I was still on my moonshine high when we went to dinner the next night at Herbsaint, which is Cochon’s more upscale sister eatery, both owned by James Beard-winning chef Donald Link.  While feasting on a lushly-textured Kurabuta pork belly and a bright-but-earthy red Burgundy, I asked general manager and wine buyer Joe Briand if Herbsaint was also in possession of moonshine.  He smiled knowingly and invited us to roll up to bar before we left.  We did, and there he retrieved two Mason jars sitting discreetly behind the bar.  They turned out to be the realest of real deals: home-brewed hooch, illicitly distilled and smuggled to New Orleans in someone’s truck; that someone apparently gets around the law by not selling it to the restaurant outright but by bartering it for the occasional dinner.  The production and sale of such private-label (or, this case, no-label) hooch is illegal (though rarely prosecuted by the authorities today) due in part to backwoods distillers’ dangerously primitive practices, such as using a car radiator as a condenser and a campfire as a heat source.  These methods have been known to imperil the distiller or poison the drinker.
But because it was acquired by one of New Orleans’ top restaurants, the moonshine before us seemed more like it would be an artisanal creation – not unlike unpasteurized gourmet cheese or high-end homemade wine – that was more Great Gatsby than Uncle Jessie.  Even so, when I tasted the clear liquid of the first jar, I could have sworn I heard the banjo picking of the Dukes of Hazzard theme – as my motor skills were beginning their own hazardous journey.

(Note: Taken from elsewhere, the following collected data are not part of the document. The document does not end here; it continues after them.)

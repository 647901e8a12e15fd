//! Lateral line-offset estimation from a discrete sensor bar.
//!
//! A `LineReading` is one snapshot of the sensor bar: up to 16 digital
//! sensors indexed left-to-right, where a set bit means the sensor sits
//! off the line (the dark line reads low in the reflectance hardware).
//! [`lateral_error`] folds a snapshot into a single signed offset value.
//!
//! # Example
//! ```rust
//! use lfr_core::utils::math::error::{lateral_error, LineReading};
//! // Only the leftmost of 8 sensors has left the line.
//! let reading = LineReading::from_bits(0b0000_0001, 8);
//! assert_eq!(lateral_error(&reading), 42.875);
//! ```

/// Maximum number of sensors the bar supports.
pub const MAX_SENSORS: usize = 16;

/// One snapshot of the sensor bar, taken fresh each control cycle.
///
/// Bit `i` is set when sensor `i` (0 = leftmost) reads off the line.
#[derive(Debug, Clone, Copy, PartialEq, Eq)]
pub struct LineReading {
    states: u16,
    count: usize,
}

impl LineReading {
    /// Build a reading from a raw bitmask over `count` sensors.
    ///
    /// Bits at or above `count` are masked out, so a snapshot never
    /// reports sensors that are not wired.
    pub fn from_bits(states: u16, count: usize) -> Self {
        debug_assert!(count >= 1 && count <= MAX_SENSORS);
        let mask = if count >= MAX_SENSORS {
            u16::MAX
        } else {
            (1u16 << count) - 1
        };
        Self {
            states: states & mask,
            count,
        }
    }

    /// Number of sensors in this snapshot.
    pub fn len(&self) -> usize {
        self.count
    }

    pub fn is_empty(&self) -> bool {
        self.count == 0
    }

    /// `true` when sensor `i` (0 = leftmost) reads off the line.
    pub fn is_off_line(&self, i: usize) -> bool {
        self.states & (1 << i) != 0
    }

    /// Every sensor sits directly over the line.
    pub fn all_on_line(&self) -> bool {
        self.states == 0
    }
}

/// Fold a sensor snapshot into a signed lateral error.
///
/// Sensor `i` among `N` has the nominal offset `N/2 - 0.5 - i` from the
/// bar's midpoint; every off-line sensor contributes `offset^3` to the
/// total. The odd power keeps the sign of the deviation while weighting
/// the outer sensors super-linearly, so the regulator reacts harder the
/// further the line departs toward the edge of the bar.
///
/// A reading with every sensor on the line yields exactly `0.0`. A fully
/// lost line (every sensor off) also sums to near zero by symmetric
/// cancellation; that ambiguity is inherent to the weighting and is fed
/// into the regulator as-is.
pub fn lateral_error(reading: &LineReading) -> f32 {
    let n = reading.len();
    let mut error = 0.0f32;
    for i in 0..n {
        if reading.is_off_line(i) {
            let offset = n as f32 / 2.0 - 0.5 - i as f32;
            error += offset * offset * offset;
        }
    }
    error
}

“This one is not about flavor, it’s about proof,” Briand explained. “It’s simply a means to an end.”  Indeed, this was ruckus juice at full squeeze, better suited to battlefield anesthetization than it was to postprandial relaxation.  The second moonshine, however, struck a better balance.  Carmel-colored from oak aging, its high-proof potency was tempered by a smooth, cider-like flavor, not unlike a nice glass of Calvados, the apple brandy from Normandy, France.
What better way to celebrate Thanksgiving than with a mysterious tonic in a city that is like moonshine itself: clandestine, dangerous, marginally legal, and an XXX barrel of fun.

Other libational highlights:
– Melini Vernaccia “Le Grillaie” 2004 (at Galatoire’s, recommended by the incredibly knowledgeable general manager/wine sage Chris Ycaza)
– Rene Rostaing Coteaux du Languedoc “Puech Chaud” 2004 (another terrific Ycaza pick)
– Domaine Chevillon-Chezeaux Nuits-St-Georges “Les Saint-Julien” 2005 (a Briand recommendation at Herbsaint)
– Brander Cuvée Natalie 2006 (Sauvignon Blanc blended with Riesling, Pinot Gris, and Pinot Blanc, at Mr. B’s Bistro)
– Pol Roger Rosé 1990 (hauled from home)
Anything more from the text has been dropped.